New research out of Finland suggests that early risers may be healthier than night owls and have a lower risk of obesity. The study was led by Mirkka Maukonen from the National Institute for Health and Welfare in Helsinki and found that morning people had better dietary habits and were more likely to exercise regularly than those who went to bed and woke later. These associations were attributed to both physiological and biological differences between early risers and night owls, including the production of specific hormones that affect appetite and metabolism.

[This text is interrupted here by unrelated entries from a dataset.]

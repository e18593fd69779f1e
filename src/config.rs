//! Environment configuration and schedule-file loading.

use std::path::{Path, PathBuf};
use std::str::FromStr;

use anyhow::{Context, Result};
use chrono_tz::Tz;

use crate::calendar::season::Hemisphere;
use crate::models::ScheduleFile;

/// Service configuration, read once from the environment at startup.
#[derive(Debug, Clone)]
pub struct Config {
    pub latitude: f64,
    pub longitude: f64,
    pub timezone: Tz,
    pub country_code: String,
    pub hemisphere: Hemisphere,
    pub port: u16,
    pub schedule_file: PathBuf,
}

impl Config {
    /// Reads configuration from environment variables, falling back to the
    /// defaults below. Fails on unparseable values rather than guessing.
    pub fn from_env() -> Result<Self> {
        let timezone = match std::env::var("TIMEZONE") {
            Ok(name) => name
                .parse::<Tz>()
                .map_err(|e| anyhow::anyhow!("Invalid TIMEZONE {:?}: {}", name, e))?,
            Err(_) => chrono_tz::Europe::Paris,
        };

        let hemisphere = match std::env::var("HEMISPHERE") {
            Ok(name) => Hemisphere::parse(&name)
                .ok_or_else(|| anyhow::anyhow!("Invalid HEMISPHERE {:?}, expected north or south", name))?,
            Err(_) => Hemisphere::North,
        };

        Ok(Self {
            latitude: env_parsed("LATITUDE", 49.2297)?,
            longitude: env_parsed("LONGITUDE", -0.4458)?,
            timezone,
            country_code: std::env::var("COUNTRY_CODE").unwrap_or_else(|_| "FR".to_string()),
            hemisphere,
            port: env_parsed("PORT", 8000)?,
            schedule_file: PathBuf::from(
                std::env::var("SCHEDULE_FILE").unwrap_or_else(|_| "schedule.yaml".to_string()),
            ),
        })
    }
}

fn env_parsed<T>(name: &str, default: T) -> Result<T>
where
    T: FromStr,
    T::Err: std::fmt::Display,
{
    match std::env::var(name) {
        Ok(value) => value
            .parse()
            .map_err(|e| anyhow::anyhow!("Invalid {} {:?}: {}", name, value, e)),
        Err(_) => Ok(default),
    }
}

/// Loads the schedule file, or an empty schedule if the file is missing or
/// malformed. A broken schedule degrades the facts, it never stops the
/// exporter.
pub fn load_schedule(path: &Path) -> ScheduleFile {
    match try_load_schedule(path) {
        Ok(schedule) => schedule,
        Err(e) => {
            tracing::warn!("Using empty schedule: {:#}", e);
            ScheduleFile::default()
        }
    }
}

fn try_load_schedule(path: &Path) -> Result<ScheduleFile> {
    if !path.exists() {
        anyhow::bail!("Schedule file {} not found", path.display());
    }
    let content = std::fs::read_to_string(path)
        .with_context(|| format!("Failed to read {}", path.display()))?;
    serde_yaml::from_str(&content).with_context(|| format!("Failed to parse {}", path.display()))
}
//! External collaborators the fact aggregation composes with: the holiday
//! calendar, sunrise/sunset times and the moon phase. The core date
//! arithmetic in [`crate::calendar`] is independent of everything here.

pub mod holidays;
pub mod moon;
pub mod sun;

pub use holidays::{CountryHolidays, HolidayCalendar};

The study focused on approximately 1,900 adults aged 25 to 74 who had participated in either a nutritional or heart disease study in 2007. Those in the nutritional study were made to record their daily caloric intake as well as the amount of carbohydrates, sugar, fiber, protein, fat, saturated fatty acids, and alcohol over the course of 48 hours. Meal times were also recorded for both weekdays and weekends. Those participating in the heart disease study had their sleeping habits tracked, including the number of hours they slept daily, their routine wake-up time, and when they worked or performed hard physical tasks.
In comparing the data from both studies, it was found that approximately half of the participants could be classified as morning people, while 12 percent were considered night owls and 39 percent fell somewhere between the two. The number of calories eaten daily was similar for both early risers and late risers, however, what those calories consisted of differed, as did the time of day they were consumed. Night owls ate four percent fewer calories before 10 am than their early-rising counterparts and were found to have less energy in the morning and throughout the day. They also ate fewer carbohydrates, proteins, and fats during the day, though they were found to consume more sugars. Later risers tended to consume more sugars in the morning and after 8 pm than early risers and tended to eat foods with more fat and saturated fatty acids at night.
Along with worse dietary habits, night owls were found to have more difficulty sleeping, engaging in regular physical activity, and were more likely to smoke. Maukonen commented on their findings, stating, “We found that night owls had postponed timings of food intake, and less favorable eating patterns with higher intakes of sucrose, fat and saturated fat in the evening hours than early birds.”
Lona Sandon, a registered dietician from the University of Texas Southwestern Medical Center at Dallas, was not involved in the study but offered a potential explanation for the results. She stated, “Past research has shown that hormones that impact appetite and metabolism – the way our body uses or stores energy – are produced at different levels throughout the day and night. The amount of sleep and time period of sleep may affect the production of these hormones, and therefore drive differences in appetite or food choices as well as body composition and weight.”
Researchers suggest that to improve overall health and lower the risk of obesity, those who go to bed and wake up later should try to adjust their sleep habits. While this is not always achievable due to shift work and sleep disorders, gradually changing your sleeping habits over time may lead to better health in the long run.